**YOUR ASSIGNMENT**
Copy the records below exactly as they are written.

MATERIAL FOR THIS EXERCISE Block Start

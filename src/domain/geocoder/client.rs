//! Geocoder sub-client — reverse and forward geocoding.

use crate::client::LbsClient;
use crate::domain::geocoder::{Address, Location};
use crate::error::LbsResult;
use crate::network::{ADDRESS, GEOCODER_API, LOCATION};
use crate::shared::{require_non_blank, LatLng, Params};

/// Sub-client for geocoder operations.
pub struct Geocoder<'a> {
    pub(crate) client: &'a LbsClient,
}

impl<'a> Geocoder<'a> {
    /// Resolve a `"lat,lng"` coordinate to its standard address.
    pub async fn location_to_address(&self, location: &str) -> LbsResult<String> {
        Ok(self.reverse(location).await?.address)
    }

    /// Reverse geocode, keeping the provider's recommended short form.
    pub async fn reverse(&self, location: &str) -> LbsResult<Address> {
        require_non_blank(location, LOCATION)?;
        let params = Params::from([(LOCATION.to_string(), location.to_string())]);
        let envelope = self.client.http.get_envelope(GEOCODER_API, params).await?;
        Address::try_from(envelope)
    }

    /// Resolve a detailed address to a coordinate.
    pub async fn address_to_location(&self, address: &str) -> LbsResult<LatLng> {
        Ok(self.geocode(address).await?.location)
    }

    /// Forward geocode, keeping the match title and reliability.
    pub async fn geocode(&self, address: &str) -> LbsResult<Location> {
        require_non_blank(address, ADDRESS)?;
        let params = Params::from([(ADDRESS.to_string(), address.to_string())]);
        let envelope = self.client.http.get_envelope(GEOCODER_API, params).await?;
        Location::try_from(envelope)
    }
}
//! Domain modules organized as vertical slices.
//!
//! Each sub-module contains:
//! - `mod.rs` — Typed results returned to callers
//! - `wire.rs` — Raw serde structs matching the envelope's `result`
//! - `convert.rs` — `From`/`TryFrom<Envelope>` conversions
//! - `client.rs` — Sub-client with the HTTP operations

pub mod distance;
pub mod geocoder;
pub mod ip_location;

MATERIAL FOR THIS EXERCISE Block End

**ANSWER BELOW**
filename src/domain/geocoder/client.rs
//! Geocoder sub-client — reverse and forward geocoding.

use crate::client::LbsClient;
use crate::domain::geocoder::{Address, Location};
use crate::error::LbsResult;
use crate::network::{ADDRESS, GEOCODER_API, LOCATION};
use crate::shared::{require_non_blank, LatLng, Params};

/// Sub-client for geocoder operations.
pub struct Geocoder<'a> {
    pub(crate) client: &'a LbsClient,
}

impl<'a> Geocoder<'a> {
    /// Resolve a `"lat,lng"` coordinate to its standard address.
    pub async fn location_to_address(&self, location: &str) -> LbsResult<String> {
        Ok(self.reverse(location).await?.address)
    }

    /// Reverse geocode, keeping the provider's recommended short form.
    pub async fn reverse(&self, location: &str) -> LbsResult<Address> {
        require_non_blank(location, LOCATION)?;
        let params = Params::from([(LOCATION.to_string(), location.to_string())]);
        let envelope = self.client.http.get_envelope(GEOCODER_API, params).await?;
        Address::try_from(envelope)
    }

    /// Resolve a detailed address to a coordinate.
    pub async fn address_to_location(&self, address: &str) -> LbsResult<LatLng> {
        Ok(self.geocode(address).await?.location)
    }

    /// Forward geocode, keeping the match title and reliability.
    pub async fn geocode(&self, address: &str) -> LbsResult<Location> {
        require_non_blank(address, ADDRESS)?;
        let params = Params::from([(ADDRESS.to_string(), address.to_string())]);
        let envelope = self.client.http.get_envelope(GEOCODER_API, params).await?;
        Location::try_from(envelope)
    }
}
//! Domain modules organized as vertical slices.
//!
//! Each sub-module contains:
//! - `mod.rs` — Typed results returned to callers
//! - `wire.rs` — Raw serde structs matching the envelope's `result`
//! - `convert.rs` — `From`/`TryFrom<Envelope>` conversions
//! - `client.rs` — Sub-client with the HTTP operations

pub mod distance;
pub mod geocoder;
pub mod ip_location;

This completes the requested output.